Kramer’s article concludes with speculations that veer off in the wrong direction, including the infamous “black ledger” payments. If what the Ukrainian intelligence agencies have—I have been informed by people involved in the intelligence world that they have been observing Manafort carefully since at least 2005—is a serious threat to Trump, it is certainly not the black ledger. David Sakvarelidze, a former deputy prosecutor general, is quoted at the very end of the article, but he was sacked two years ago by Lutsenko’s predecessor. There is no reason for him to have details of government deliberations. Was the cooperation of various Ukrainian authorities with the Times part of an exceedingly clever gambit to telegraph their intentions to the Trump administration? Some of my more cynical colleagues certainly seem to think so. Or, was it an even more guileful attempt to plague the administration by revealing to anyone who is seriously paying attention that attorney General Jeff Sessions is stonewalling Mueller’s investigation in Ukraine? For Kyiv, a Trump administration reset with Russia must be avoided at all costs, and Ukrainian elites may very well have calculated that Trump should be conditioned by a mutual destruction pact to fear Ukrainian revelations as much as some now think he fears Russian ones.

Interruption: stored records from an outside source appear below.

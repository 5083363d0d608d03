//! Movement intent: keyboard flags, a single-pointer virtual joystick and
//! an analog stick, merged into one direction vector.
//!
//! Every source produces a vector of length <= 1 in screen orientation
//! (x right, y down). `combine` sums them and renormalizes, so holding a
//! key while dragging the joystick never moves faster than max speed.

use glam::Vec2;

/// Held cardinal directions from keyboard or d-pad.
#[derive(Clone, Copy, Debug, Default, PartialEq, Eq)]
pub struct KeyIntent {
    pub up: bool,
    pub down: bool,
    pub left: bool,
    pub right: bool,
}

impl KeyIntent {
    /// Opposite keys cancel out. Diagonals are unit length.
    pub fn vector(self) -> Vec2 {
        let axis = |neg: bool, pos: bool| (pos as i8 - neg as i8) as f32;
        Vec2::new(axis(self.left, self.right), axis(self.up, self.down)).normalize_or_zero()
    }

    pub fn merge(self, other: KeyIntent) -> KeyIntent {
        KeyIntent {
            up: self.up || other.up,
            down: self.down || other.down,
            left: self.left || other.left,
            right: self.right || other.right,
        }
    }
}

/// A tracked pointer: where it went down and where it is now (screen px).
#[derive(Clone, Copy, Debug, PartialEq)]
pub struct PointerTrack {
    pub id: u64,
    pub start: Vec2,
    pub current: Vec2,
}

/// Virtual joystick driven by one pointer at a time.
///
/// The first pointer to go down owns the stick until it lifts; presses
/// from other pointers are ignored meanwhile.
#[derive(Clone, Debug)]
pub struct Joystick {
    active: Option<PointerTrack>,
    dead_zone: f32,
    max_radius: f32,
}

impl Joystick {
    pub fn new(dead_zone: f32, max_radius: f32) -> Self {
        Joystick {
            active: None,
            dead_zone: dead_zone.max(0.0),
            max_radius: max_radius.max(dead_zone).max(1.0),
        }
    }

    /// Returns false if another pointer already owns the stick.
    pub fn press(&mut self, id: u64, at: Vec2) -> bool {
        if self.active.is_some() {
            return false;
        }
        self.active = Some(PointerTrack { id, start: at, current: at });
        true
    }

    pub fn drag(&mut self, id: u64, at: Vec2) {
        if let Some(track) = self.active.as_mut() {
            if track.id == id {
                track.current = at;
            }
        }
    }

    /// Returns true if `id` was the owning pointer.
    pub fn release(&mut self, id: u64) -> bool {
        match self.active {
            Some(track) if track.id == id => {
                self.active = None;
                true
            }
            _ => false,
        }
    }

    pub fn cancel(&mut self) {
        self.active = None;
    }

    pub fn track(&self) -> Option<&PointerTrack> {
        self.active.as_ref()
    }

    /// Knob offset from the press point, clamped to the knob radius.
    pub fn knob_offset(&self) -> Vec2 {
        match self.active {
            Some(t) => (t.current - t.start).clamp_length_max(self.max_radius),
            None => Vec2::ZERO,
        }
    }

    /// Unit direction once the offset is past the dead zone, else zero.
    pub fn direction(&self) -> Vec2 {
        let Some(t) = self.active else { return Vec2::ZERO };
        let offset = t.current - t.start;
        if offset.length() <= self.dead_zone {
            return Vec2::ZERO;
        }
        offset.normalize_or_zero()
    }
}

/// Analog stick vector with a radial dead zone. `y_up` is the raw axis
/// value where positive means up; the result is y-down like everything else.
pub fn stick_vector(x: f32, y_up: f32, dead_zone: f32) -> Vec2 {
    let v = Vec2::new(x, -y_up);
    if !v.is_finite() || v.length() <= dead_zone {
        return Vec2::ZERO;
    }
    v.clamp_length_max(1.0)
}

/// Sum all sources and renormalize to length <= 1.
pub fn combine(sources: &[Vec2]) -> Vec2 {
    let sum: Vec2 = sources.iter().copied().filter(|v| v.is_finite()).sum();
    sum.clamp_length_max(1.0)
}

#[cfg(test)]
mod tests {
    use super::*;

    const EPS: f32 = 1e-5;

    #[test]
    fn keyboard_diagonal_is_unit_length() {
        let k = KeyIntent { up: true, right: true, ..Default::default() };
        let v = k.vector();
        assert!((v.length() - 1.0).abs() < EPS);
        assert!(v.x > 0.0 && v.y < 0.0);
    }

    #[test]
    fn opposite_keys_cancel() {
        let k = KeyIntent { left: true, right: true, ..Default::default() };
        assert_eq!(k.vector(), Vec2::ZERO);
    }

    #[test]
    fn joystick_dead_zone_and_direction() {
        let mut j = Joystick::new(10.0, 60.0);
        assert!(j.press(1, Vec2::new(100.0, 100.0)));
        j.drag(1, Vec2::new(105.0, 100.0));
        assert_eq!(j.direction(), Vec2::ZERO);

        j.drag(1, Vec2::new(100.0, 130.0));
        let d = j.direction();
        assert!((d - Vec2::new(0.0, 1.0)).length() < EPS);
    }

    #[test]
    fn joystick_knob_is_clamped_to_radius() {
        let mut j = Joystick::new(10.0, 60.0);
        j.press(1, Vec2::ZERO);
        j.drag(1, Vec2::new(300.0, 400.0));
        let knob = j.knob_offset();
        assert!((knob.length() - 60.0).abs() < 1e-3);
        assert!((j.direction().length() - 1.0).abs() < EPS);
    }

    #[test]
    fn joystick_single_pointer_ownership() {
        let mut j = Joystick::new(5.0, 50.0);
        assert!(j.press(7, Vec2::ZERO));
        assert!(!j.press(8, Vec2::new(10.0, 10.0)));

        // Drags from the other pointer are ignored.
        j.drag(8, Vec2::new(0.0, 40.0));
        assert_eq!(j.direction(), Vec2::ZERO);

        assert!(!j.release(8));
        assert!(j.track().is_some());
        assert!(j.release(7));
        assert!(j.track().is_none());
        assert!(j.press(8, Vec2::ZERO));
    }

    #[test]
    fn stick_dead_zone_and_orientation() {
        assert_eq!(stick_vector(0.1, 0.1, 0.25), Vec2::ZERO);
        let v = stick_vector(0.0, 0.8, 0.25);
        assert!((v - Vec2::new(0.0, -0.8)).length() < EPS);
        assert!(stick_vector(1.0, 1.0, 0.25).length() <= 1.0 + EPS);
    }

    #[test]
    fn combined_sources_never_exceed_unit_length() {
        let keys = [
            KeyIntent::default(),
            KeyIntent { right: true, ..Default::default() },
            KeyIntent { up: true, left: true, ..Default::default() },
            KeyIntent { down: true, right: true, ..Default::default() },
        ];
        let mut j = Joystick::new(4.0, 40.0);
        j.press(0, Vec2::ZERO);
        for k in keys {
            for step in 0..16 {
                let angle = step as f32 * std::f32::consts::TAU / 16.0;
                j.drag(0, Vec2::new(angle.cos(), angle.sin()) * 80.0);
                let stick = stick_vector(angle.sin(), angle.cos(), 0.2);
                let v = combine(&[k.vector(), j.direction(), stick]);
                assert!(v.length() <= 1.0 + EPS, "{:?} too long", v);
            }
        }
    }

    #[test]
    fn combine_keeps_partial_analog_input() {
        let v = combine(&[Vec2::new(0.5, 0.0)]);
        assert!((v.length() - 0.5).abs() < EPS);
        assert_eq!(combine(&[]), Vec2::ZERO);
    }
}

On a grander level of course, all this points to the larger problem for countries that wish to be allied with the United States on a foundation of shared interests and values, but instead find themselves forced into alliances with one American political party or the other, making an enemy of the other party. American partisan warfare now engulfs the entire planet, harming both American interests and the interests of our prospective allies. The Ukrainians in many ways charted their course years ago, and are now ensnared in having to engage in internecine American party politics in order to continue receiving security guarantees. For years, both sides in the Washington political class have been taking Ukrainian money. The Ukrainians now find themselves locked into that relationship to the detriment of what they actually need: Stability, political neutrality, and the experience of having to make formal arrangements with rule-based political systems and depersonalized institutions rather than individuals. Ukraine is now deeply entrenched in American party politics in a way that is fairly bizarre, and the Ukrainianization of American politics continues apace. We have only ourselves to blame.
Vladislav Davidzon is Tablet’s European culture correspondent and a Russian-American writer, translator, and critic. He is the Chief Editor of The Odessa Review and a Non-Resident Fellow at the Atlantic Council. He was born in Tashkent, Uzbekistan, and lives in Paris.